Brief: Using the listing below, please gather every line containing the word "metrics".

Data:

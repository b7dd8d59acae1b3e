//! Crawl service: runs every configured platform once
//!
//! Platforms are crawled strictly one after another with a pause between
//! them. Each platform gets the shared retry policy; failures are classified
//! for the report but never stop the run. Successful batches are persisted
//! and, when real-time matching is on, every item goes through the matcher
//! and the weight calculator before the next one.

use std::sync::{Arc, Mutex};
use std::time::Duration;

use tracing::{info, instrument, warn};

use super::platform::PlatformCrawler;
use crate::error::HotsiftErrorTrait;
use crate::matcher::{calculate_weight, KeywordMatcher, DEFAULT_RANK_THRESHOLD};
use crate::metrics;
use crate::models::{
    BatchResult, CrawlProgress, CrawlReport, NewsItem, NewsMatchData, PlatformFailure,
};
use crate::storage::NewsSink;
use crate::utils::retry::{with_retry, RetryConfig};

/// A platform plus the keywords that put it in search mode
pub struct PlatformEntry {
    pub crawler: Arc<dyn PlatformCrawler>,
    pub keywords: Vec<String>,
}

/// Orchestrates one crawl run over all platforms
pub struct CrawlerService {
    platforms: Vec<PlatformEntry>,
    retry: RetryConfig,
    inter_source_delay: Duration,
    sink: Option<Arc<dyn NewsSink>>,
    matcher: Option<Arc<KeywordMatcher>>,
    rank_threshold: u32,
    progress: Arc<Mutex<CrawlProgress>>,
}

impl CrawlerService {
    pub fn new(retry: RetryConfig, inter_source_delay: Duration) -> Self {
        Self {
            platforms: Vec::new(),
            retry,
            inter_source_delay,
            sink: None,
            matcher: None,
            rank_threshold: DEFAULT_RANK_THRESHOLD,
            progress: Arc::new(Mutex::new(CrawlProgress::default())),
        }
    }

    /// Persist successful batches to `sink`
    pub fn with_sink(mut self, sink: Arc<dyn NewsSink>) -> Self {
        self.sink = Some(sink);
        self
    }

    /// Enable real-time matching of every fetched item
    pub fn with_matcher(mut self, matcher: Arc<KeywordMatcher>, rank_threshold: u32) -> Self {
        self.matcher = Some(matcher);
        self.rank_threshold = rank_threshold;
        self
    }

    pub fn add_platform(&mut self, crawler: Arc<dyn PlatformCrawler>, keywords: Vec<String>) {
        self.platforms.push(PlatformEntry { crawler, keywords });
    }

    pub fn platform_count(&self) -> usize {
        self.platforms.len()
    }

    /// Shared handle to the live progress counters
    pub fn progress_handle(&self) -> Arc<Mutex<CrawlProgress>> {
        Arc::clone(&self.progress)
    }

    /// Snapshot of the progress counters
    pub fn progress(&self) -> CrawlProgress {
        self.progress.lock().map(|p| p.clone()).unwrap_or_default()
    }

    fn update_progress(&self, update: impl FnOnce(&mut CrawlProgress)) {
        if let Ok(mut progress) = self.progress.lock() {
            update(&mut progress);
        }
    }

    /// Crawl every platform once
    pub async fn crawl_all(&self) -> CrawlReport {
        self.update_progress(|p| {
            *p = CrawlProgress {
                total: self.platforms.len(),
                ..Default::default()
            }
        });

        let mut report = CrawlReport::default();

        for (index, entry) in self.platforms.iter().enumerate() {
            if index > 0 && !self.inter_source_delay.is_zero() {
                tokio::time::sleep(self.inter_source_delay).await;
            }

            let platform_id = entry.crawler.id().to_string();
            self.update_progress(|p| p.current = Some(platform_id.clone()));

            let result = self.crawl_platform(entry).await;
            if result.success {
                self.process_items(&platform_id, &result.data).await;
                report.success_count += 1;
            } else {
                report.failed_count += 1;
            }

            self.update_progress(|p| {
                p.completed += 1;
                if result.success {
                    p.succeeded += 1;
                } else {
                    p.failed += 1;
                    p.failures.push(PlatformFailure {
                        platform_id: platform_id.clone(),
                        error: result
                            .error
                            .clone()
                            .unwrap_or_else(|| "未获取到数据".to_string()),
                    });
                }
            });
            report.results.push(result);
        }

        self.update_progress(|p| p.current = None);
        info!(
            succeeded = report.success_count,
            failed = report.failed_count,
            "Crawl run finished"
        );
        report
    }

    /// Crawl one platform with retries, never failing
    #[instrument(skip_all, fields(platform = %entry.crawler.id()))]
    pub async fn crawl_platform(&self, entry: &PlatformEntry) -> BatchResult {
        let platform_id = entry.crawler.id();
        let _timer = metrics::start_source_timer(platform_id);

        let outcome = with_retry(&self.retry, |_attempt| {
            let crawler = Arc::clone(&entry.crawler);
            let keywords = entry.keywords.clone();
            async move { crawler.fetch(&keywords).await }
        })
        .await;

        match outcome {
            Ok(items) => {
                let result = BatchResult::from_items(platform_id, items);
                let outcome = if result.success { "success" } else { "empty" };
                metrics::record_source_run(platform_id, outcome);
                metrics::record_items_accepted(platform_id, result.data.len());
                info!(items = result.data.len(), "Platform crawled");
                result
            }
            Err(e) => {
                let category = e.category();
                warn!(
                    category = ?category,
                    error = %e,
                    "Platform failed after retries"
                );
                metrics::record_source_run(platform_id, &format!("{category:?}").to_lowercase());
                BatchResult::failure(platform_id, e.localized_desc(), category)
            }
        }
    }

    /// Persist a batch and run real-time matching over it
    ///
    /// Storage and matching failures are logged per item and never abort
    /// the batch.
    async fn process_items(&self, platform_id: &str, items: &[NewsItem]) {
        if let Some(sink) = &self.sink {
            if let Err(e) = sink.save_items(platform_id, items).await {
                warn!(platform = platform_id, error = %e, "Failed to save items");
            }
        }

        let Some(matcher) = &self.matcher else {
            return;
        };
        for item in items {
            if let Err(e) = self.match_item(matcher, platform_id, item).await {
                warn!(platform = platform_id, title = %item.title, error = %e, "Real-time matching failed");
            }
        }
    }

    /// Match one item and store its new weight; returns the weight when matched
    pub async fn match_item(
        &self,
        matcher: &KeywordMatcher,
        platform_id: &str,
        item: &NewsItem,
    ) -> anyhow::Result<Option<f64>> {
        let result = matcher.match_title(&item.title).await?;
        let Some(group) = result.keyword_group.filter(|_| result.matched) else {
            return Ok(None);
        };
        metrics::record_keyword_match(&group.name);

        let weight = match &self.sink {
            Some(sink) => {
                let history = sink.record_match(platform_id, item, group.id).await?;
                let weight = calculate_weight(&history, self.rank_threshold);
                sink.update_weight(platform_id, &item.title, group.id, weight)
                    .await?;
                weight
            }
            None => {
                let single = NewsMatchData {
                    ranks: vec![item.rank],
                    match_count: 1,
                };
                calculate_weight(&single, self.rank_threshold)
            }
        };

        info!(
            platform = platform_id,
            title = %item.title,
            group = %group.name,
            words = ?result.matched_words,
            weight,
            "Title matched keyword group"
        );
        Ok(Some(weight))
    }
}

#[cfg(test)]
mod tests {
    use super::*;
    use crate::error::ErrorCategory;
    use crate::utils::error::{CrawlerError, FetchError};
    use async_trait::async_trait;
    use std::sync::atomic::{AtomicU32, Ordering};

    struct Flaky {
        id: String,
        failures_before_success: u32,
        calls: AtomicU32,
    }

    #[async_trait]
    impl PlatformCrawler for Flaky {
        fn id(&self) -> &str {
            &self.id
        }

        async fn fetch(&self, _keywords: &[String]) -> Result<Vec<NewsItem>, CrawlerError> {
            let n = self.calls.fetch_add(1, Ordering::SeqCst);
            if n < self.failures_before_success {
                return Err(FetchError::Timeout.into());
            }
            Ok(vec![NewsItem {
                title: "Chip prices fall".to_string(),
                rank: 1,
                ..Default::default()
            }])
        }
    }

    fn flaky(id: &str, failures: u32) -> Arc<Flaky> {
        Arc::new(Flaky {
            id: id.to_string(),
            failures_before_success: failures,
            calls: AtomicU32::new(0),
        })
    }

    fn service() -> CrawlerService {
        CrawlerService::new(RetryConfig::with_delays(2, 1, 5), Duration::ZERO)
    }

    #[tokio::test]
    async fn test_retry_then_success() {
        let platform = flaky("a", 2);
        let mut svc = service();
        svc.add_platform(platform.clone(), Vec::new());

        let report = svc.crawl_all().await;
        assert_eq!(report.success_count, 1);
        assert_eq!(platform.calls.load(Ordering::SeqCst), 3);
    }

    #[tokio::test]
    async fn test_exhausted_retries_are_classified() {
        let platform = flaky("a", 10);
        let mut svc = service();
        svc.add_platform(platform.clone(), Vec::new());

        let report = svc.crawl_all().await;
        assert_eq!(report.failed_count, 1);
        let result = &report.results[0];
        assert!(!result.success);
        assert_eq!(result.error_category, Some(ErrorCategory::Timeout));
        assert_eq!(result.error.as_deref(), Some("请求超时"));
        assert_eq!(platform.calls.load(Ordering::SeqCst), 3);

        let progress = svc.progress();
        assert_eq!(progress.failed, 1);
        assert_eq!(progress.failures[0].platform_id, "a");
        assert!(progress.current.is_none());
    }
}
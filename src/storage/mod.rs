//! Persistence of crawled items, keyword groups and match history
//!
//! SQLite backs the CLI; the in-memory store backs tests and dry runs.

pub mod repository;

pub use repository::{KeywordStore, MemoryStore, NewsSink, SqliteStore};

Reply:
use crate::metrics;
        let _timer = metrics::start_source_timer(platform_id);
                metrics::record_source_run(platform_id, outcome);
                metrics::record_items_accepted(platform_id, result.data.len());
                metrics::record_source_run(platform_id, &format!("{category:?}").to_lowercase());
        metrics::record_keyword_match(&group.name);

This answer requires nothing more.